Five ways to make Aussie Christmas better
The so-called “festive season” needs a new name.
Because as it stands right now with it’s smug connotations of happiness, relaxation and general mirth-it’s terrifically misleading.
Take for instance, this incident one night last week.
I was walking with a friend discussing our Christmas holiday plans when she told me about a conversation with her Texan sister-in-law.
Despite having lived in Australia for a number of years my friend’s sister in law said that she just didn’t understand Christmas in Australia.
She’d noticed a terrible irony in the fact that just as summer descends here and work and school begin to wind down- we’re all running around like headless chickens buying gifts, entertaining and generally stressing ourselves out.
Where by contrast at her home in Texas, Christmas falls in the winter months when aside from the fact you’re more inclined to cluster indoors and eat with abandon, the summer months are left to do nothing but enjoy the warm weather and relax.
And she’s right. With the general shopping, feeding and drinking mayhem, it’s a wonder we get to enjoy the summer here at all.

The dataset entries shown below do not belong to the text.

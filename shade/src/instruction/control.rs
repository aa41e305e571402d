use super::*;
use crate::cpu::CpuState;

#[derive(Debug, Clone, Copy, Hash, PartialEq, Eq, derive_more::Display)]
#[display("{_variant}")]
pub enum ControlOp {
    #[display("NOP")]
    Noop,
    #[display("HALT")]
    Halt,
    #[display("STOP")]
    Stop,
}

impl ControlOp {
    pub(crate) fn execute(self, cpu: &mut Cpu, mem: &mut impl MemoryLike) {
        match self {
            ControlOp::Noop => {}
            // With IME clear and an interrupt already waiting, HALT does not halt. Instead, the
            // next op code is read without moving PC past it.
            ControlOp::Halt if !cpu.ime && mem.pending_interrupts() != 0 => {
                cpu.halt_bug_pending = true;
            }
            ControlOp::Halt => cpu.state = CpuState::Halted,
            ControlOp::Stop => {
                // STOP is followed by a padding byte that is skipped without being read.
                cpu.pc = cpu.pc.wrapping_add(1);
                cpu.state = CpuState::Stopped;
            }
        }
    }

    pub fn length(&self) -> u8 {
        4
    }

    pub const fn size(&self) -> u8 {
        match self {
            ControlOp::Stop => 2,
            _ => 1,
        }
    }

    pub fn mnemonic(&self) -> Mnemonic {
        match self {
            ControlOp::Noop => Mnemonic::NOP,
            ControlOp::Halt => Mnemonic::HALT,
            ControlOp::Stop => Mnemonic::STOP,
        }
    }
}
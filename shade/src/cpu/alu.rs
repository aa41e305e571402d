//! The arithmetic half of the CPU. Every function here takes the operand(s) and the flag register
//! and returns the result, so the instruction families only need to decide where the bytes come
//! from and where they go.

use super::Flags;

/// ADD and ADC. `carry_in` is only ever true for ADC.
pub(crate) fn add(flags: &mut Flags, a: u8, b: u8, carry_in: bool) -> u8 {
    let carry = carry_in as u8;
    let result = a.wrapping_add(b).wrapping_add(carry);
    flags.z = result == 0;
    flags.n = false;
    flags.h = (a & 0x0F) + (b & 0x0F) + carry > 0x0F;
    flags.c = a as u16 + b as u16 + carry as u16 > 0xFF;
    result
}

/// SUB, SBC, and CP. CP is a SUB that throws the result away.
pub(crate) fn sub(flags: &mut Flags, a: u8, b: u8, carry_in: bool) -> u8 {
    let carry = carry_in as u8;
    let result = a.wrapping_sub(b).wrapping_sub(carry);
    flags.z = result == 0;
    flags.n = true;
    flags.h = (a & 0x0F) < (b & 0x0F) + carry;
    flags.c = (a as u16) < b as u16 + carry as u16;
    result
}

pub(crate) fn and(flags: &mut Flags, a: u8, b: u8) -> u8 {
    let result = a & b;
    *flags = Flags {
        z: result == 0,
        n: false,
        h: true,
        c: false,
    };
    result
}

pub(crate) fn or(flags: &mut Flags, a: u8, b: u8) -> u8 {
    let result = a | b;
    *flags = Flags {
        z: result == 0,
        ..Flags::default()
    };
    result
}

pub(crate) fn xor(flags: &mut Flags, a: u8, b: u8) -> u8 {
    let result = a ^ b;
    *flags = Flags {
        z: result == 0,
        ..Flags::default()
    };
    result
}

/// 8-bit INC. The carry flag is left alone.
pub(crate) fn inc(flags: &mut Flags, val: u8) -> u8 {
    let result = val.wrapping_add(1);
    flags.z = result == 0;
    flags.n = false;
    flags.h = val & 0x0F == 0x0F;
    result
}

/// 8-bit DEC. The carry flag is left alone.
pub(crate) fn dec(flags: &mut Flags, val: u8) -> u8 {
    let result = val.wrapping_sub(1);
    flags.z = result == 0;
    flags.n = true;
    flags.h = val & 0x0F == 0x00;
    result
}

/// ADD HL, rr. Carries come out of bits 11 and 15 and Z is preserved.
pub(crate) fn add16(flags: &mut Flags, a: u16, b: u16) -> u16 {
    flags.n = false;
    flags.h = (a & 0x0FFF) + (b & 0x0FFF) > 0x0FFF;
    flags.c = a as u32 + b as u32 > 0xFFFF;
    a.wrapping_add(b)
}

/// SP plus a signed offset, shared by ADD SP, e8 and LD HL, SP+e8. Both carries are computed on
/// the low byte as an unsigned addition.
pub(crate) fn add_sp_offset(flags: &mut Flags, sp: u16, offset: u8) -> u16 {
    flags.z = false;
    flags.n = false;
    flags.h = (sp & 0x000F) + (offset as u16 & 0x000F) > 0x000F;
    flags.c = (sp & 0x00FF) + offset as u16 > 0x00FF;
    sp.wrapping_add_signed(offset as i8 as i16)
}

/// Takes a byte that is the result of a BCD addition or subtraction and corrects it back into
/// binary coded decimal.
pub(crate) fn daa(flags: &mut Flags, mut val: u8) -> u8 {
    if !flags.n {
        if flags.c || val > 0x99 {
            val = val.wrapping_add(0x60);
            flags.c = true;
        }
        if flags.h || (val & 0x0F) > 0x09 {
            val = val.wrapping_add(0x06);
        }
    } else {
        if flags.c {
            val = val.wrapping_sub(0x60);
        }
        if flags.h {
            val = val.wrapping_sub(0x06);
        }
    }
    flags.z = val == 0;
    flags.h = false;
    val
}

pub(crate) fn rlc(flags: &mut Flags, val: u8) -> u8 {
    let result = val.rotate_left(1);
    flags.set_for_byte_shift_op(result == 0, val & 0x80 != 0);
    result
}

pub(crate) fn rrc(flags: &mut Flags, val: u8) -> u8 {
    let result = val.rotate_right(1);
    flags.set_for_byte_shift_op(result == 0, val & 0x01 != 0);
    result
}

pub(crate) fn rl(flags: &mut Flags, val: u8) -> u8 {
    let result = (val << 1) | flags.c as u8;
    flags.set_for_byte_shift_op(result == 0, val & 0x80 != 0);
    result
}

pub(crate) fn rr(flags: &mut Flags, val: u8) -> u8 {
    let result = (val >> 1) | ((flags.c as u8) << 7);
    flags.set_for_byte_shift_op(result == 0, val & 0x01 != 0);
    result
}

pub(crate) fn sla(flags: &mut Flags, val: u8) -> u8 {
    let result = val << 1;
    flags.set_for_byte_shift_op(result == 0, val & 0x80 != 0);
    result
}

/// Arithmetic right shift. Bit 7 is kept.
pub(crate) fn sra(flags: &mut Flags, val: u8) -> u8 {
    let result = (val >> 1) | (val & 0x80);
    flags.set_for_byte_shift_op(result == 0, val & 0x01 != 0);
    result
}

pub(crate) fn srl(flags: &mut Flags, val: u8) -> u8 {
    let result = val >> 1;
    flags.set_for_byte_shift_op(result == 0, val & 0x01 != 0);
    result
}

pub(crate) fn swap(flags: &mut Flags, val: u8) -> u8 {
    let result = val.rotate_left(4);
    flags.set_for_byte_shift_op(result == 0, false);
    result
}

#[cfg(test)]
mod tests {
    use super::*;

    #[test]
    fn add_sets_every_flag() {
        let mut flags = Flags::default();
        assert_eq!(add(&mut flags, 0x3A, 0xC6, false), 0x00);
        assert_eq!(flags, Flags { z: true, n: false, h: true, c: true });
    }

    #[test]
    fn adc_folds_in_the_carry() {
        let mut flags = Flags { c: true, ..Flags::default() };
        let carry = flags.c;
        assert_eq!(add(&mut flags, 0xE1, 0x0F, carry), 0xF1);
        assert_eq!(flags, Flags { z: false, n: false, h: true, c: false });
    }

    #[test]
    fn sub_and_sbc_borrows() {
        let mut flags = Flags::default();
        assert_eq!(sub(&mut flags, 0x3E, 0x3E, false), 0x00);
        assert_eq!(flags, Flags { z: true, n: true, h: false, c: false });

        let mut flags = Flags::default();
        assert_eq!(sub(&mut flags, 0x3E, 0x40, false), 0xFE);
        assert_eq!(flags, Flags { z: false, n: true, h: false, c: true });

        let mut flags = Flags { c: true, ..Flags::default() };
        assert_eq!(sub(&mut flags, 0x3B, 0x2A, true), 0x10);
        assert_eq!(flags, Flags { z: false, n: true, h: false, c: false });

        let mut flags = Flags { c: true, ..Flags::default() };
        assert_eq!(sub(&mut flags, 0x3B, 0x4F, true), 0xEB);
        assert_eq!(flags, Flags { z: false, n: true, h: true, c: true });
    }

    #[test]
    fn add16_preserves_zero() {
        let mut flags = Flags { z: true, ..Flags::default() };
        assert_eq!(add16(&mut flags, 0x8A23, 0x8A23), 0x1446);
        assert_eq!(flags, Flags { z: true, n: false, h: true, c: true });
    }

    #[test]
    fn sp_offset_carries_from_low_byte() {
        let mut flags = Flags::default();
        assert_eq!(add_sp_offset(&mut flags, 0xFFF8, 0x02), 0xFFFA);
        assert_eq!(flags, Flags::default());

        let mut flags = Flags::default();
        assert_eq!(add_sp_offset(&mut flags, 0x00FF, 0xFF), 0x00FE);
        assert_eq!(flags, Flags { z: false, n: false, h: true, c: true });
    }

    #[test]
    fn inc_dec_leave_carry() {
        let mut flags = Flags { c: true, ..Flags::default() };
        assert_eq!(inc(&mut flags, 0xFF), 0x00);
        assert_eq!(flags, Flags { z: true, n: false, h: true, c: true });
        assert_eq!(dec(&mut flags, 0x10), 0x0F);
        assert_eq!(flags, Flags { z: false, n: true, h: true, c: true });
    }

    #[test]
    fn shifts() {
        let mut flags = Flags::default();
        assert_eq!(sla(&mut flags, 0x80), 0x00);
        assert_eq!(flags, Flags { z: true, n: false, h: false, c: true });

        let mut flags = Flags::default();
        assert_eq!(sra(&mut flags, 0x8A), 0xC5);
        assert_eq!(flags, Flags::default());

        let mut flags = Flags::default();
        assert_eq!(srl(&mut flags, 0x01), 0x00);
        assert_eq!(flags, Flags { z: true, n: false, h: false, c: true });

        let mut flags = Flags { c: true, ..Flags::default() };
        assert_eq!(rl(&mut flags, 0x80), 0x01);
        assert!(flags.c);
        assert_eq!(rr(&mut flags, 0x01), 0x80);
        assert!(flags.c);

        let mut flags = Flags::default();
        assert_eq!(swap(&mut flags, 0xF1), 0x1F);
        assert_eq!(swap(&mut flags, 0x00), 0x00);
        assert!(flags.z);
    }

    #[test]
    fn daa_after_add_and_sub() {
        // 0x45 + 0x38 = 0x7D, corrected to 0x83
        let mut flags = Flags::default();
        let sum = add(&mut flags, 0x45, 0x38, false);
        assert_eq!(daa(&mut flags, sum), 0x83);
        assert!(!flags.c);

        // 0x83 - 0x38 = 0x4B, corrected to 0x45
        let diff = sub(&mut flags, 0x83, 0x38, false);
        assert_eq!(daa(&mut flags, diff), 0x45);
        assert!(flags.n);

        // 0x99 + 0x01 wraps to 0x00 with carry
        let mut flags = Flags::default();
        let sum = add(&mut flags, 0x99, 0x01, false);
        assert_eq!(daa(&mut flags, sum), 0x00);
        assert!(flags.z && flags.c);
    }
}
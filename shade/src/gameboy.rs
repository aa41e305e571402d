use tracing::error;

use crate::cpu::Cpu;
use crate::error::CartridgeError;
use crate::error::EmulationError;
use crate::instruction::Interrupt;
use crate::mem::MemoryMap;
use crate::mem::io::InterruptTarget;
use crate::mem::io::Peripherals;
use crate::mem::io::SerialCapture;
use crate::mem::mbc::Cartridge;

/// The number of ticks in one frame: 154 lines of 456 dots.
pub const TICKS_PER_FRAME: u32 = 70224;

/// This is the core emulation primative. It contains the entire state machine of the emulated
/// handheld and is agnostic to how it is presented (if at all). It must be ticked forward by the
/// host, one instruction at a time or one frame at a time.
#[derive(Debug)]
pub struct Gameboy {
    pub cpu: Cpu,
    pub mem: MemoryMap,
    /// Present when the headless serial port is plugged in
    serial: Option<SerialCapture>,
}

impl Gameboy {
    /// A console in its post-boot state with the headless peripherals.
    pub fn new(cart: Cartridge) -> Self {
        let (mem, capture) = MemoryMap::new(cart);
        Self {
            cpu: Cpu::power_on(),
            mem,
            serial: Some(capture),
        }
    }

    /// Parses a ROM image and inserts it.
    pub fn load_cartridge(rom: Vec<u8>) -> Result<Self, CartridgeError> {
        Cartridge::new(rom).map(Self::new)
    }

    /// A console in its post-boot state with host supplied peripherals.
    pub fn with_peripherals(cart: Cartridge, peripherals: Peripherals) -> Self {
        Self {
            cpu: Cpu::power_on(),
            mem: MemoryMap::with_peripherals(cart, peripherals),
            serial: None,
        }
    }

    /// Runs the next instruction (or a single idle M-cycle while halted). Returns the number of
    /// ticks that passed.
    pub fn clock_cpu(&mut self) -> Result<u8, EmulationError> {
        self.cpu.step(&mut self.mem).inspect_err(|err| error!("{err}"))
    }

    /// Wakes the CPU and dispatches an interrupt if one is pending. Returns the number of ticks
    /// that passed.
    pub fn handle_interrupts(&mut self) -> u8 {
        self.cpu.handle_interrupts(&mut self.mem)
    }

    pub fn request_interrupt(&mut self, interrupt: Interrupt) {
        self.mem.request_interrupt(interrupt)
    }

    /// Runs whole instructions until at least a frame's worth of ticks have passed. Returns the
    /// number of ticks that actually passed, which can overshoot by part of an instruction.
    pub fn run_frame(&mut self) -> Result<u32, EmulationError> {
        let mut ticks = 0;
        while ticks < TICKS_PER_FRAME {
            ticks += self.clock_cpu()? as u32;
            ticks += self.handle_interrupts() as u32;
        }
        Ok(ticks)
    }

    /// Returns the console to its post-boot state. The cartridge, including its RAM, is kept.
    pub fn reset(&mut self) {
        self.mem.reset();
        self.cpu = Cpu::power_on();
    }

    /// Everything the game has sent over the serial port. `None` with host supplied peripherals.
    pub fn serial_output(&self) -> Option<&SerialCapture> {
        self.serial.as_ref()
    }

    pub fn cartridge(&self) -> &Cartridge {
        self.mem.cartridge()
    }

    pub fn cartridge_mut(&mut self) -> &mut Cartridge {
        self.mem.cartridge_mut()
    }
}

Or maybe it has nothing to do with summer.
In a recent piece for TimesOnline Carol Midgley argued that December is the worst time possible time of the year to be single.
She went on to say that a London radio station had put a call-out for loved up couples to “tone things down” out of respect for those people waking up alone this Christmas.
What a great idea. I completely agree.
So, inspired by the wisdom of my friend’s lovely Texan relative I think we all - single, married, de-facto or other - need to make some changes to our interaction at this time of year.
Here’s my top five suggestions. What are yours?
1. Shopping times should be staggered and segregated according to levels of enjoyment and hysteria. This would ensure that people who hate shopping and want to get it done quickly shop at a different time and therefore completely avoid the people who appear to linger in shopping malls till the very last second on Christmas Eve.
2. Cards, wrapping paper, sticky tape and batteries should be sold at the checkout of EVERY department store. There is nothing worse when you realise you’ve forgotten this JUST as you drive away from the shopping centre.
3. A universal China-style quota needs to be imposed on children’s presents. Ideally this means that every child is allowed one present per family member. Agonising over gifts for younger family members then watching them tear off the wrapping paper, throw it on the ground and announce “next” at the top of their lungs is among the most frustrating of all Christmas traditions.
4. We need to realise we DON’T actually need to catch up with every single friend “just before Christmas”. At this time of year the ‘casual’ social catch-up can be draining and a bit of an effort on-top of everything else we are doing. And dare I say it- chances are that if you’ve been too busy to catch up with the same friends for months beforehand- maybe you’re not actually good friends anymore.
5. All alcohol served in the festive season must come with a “no hangover till February 2010” guarantee.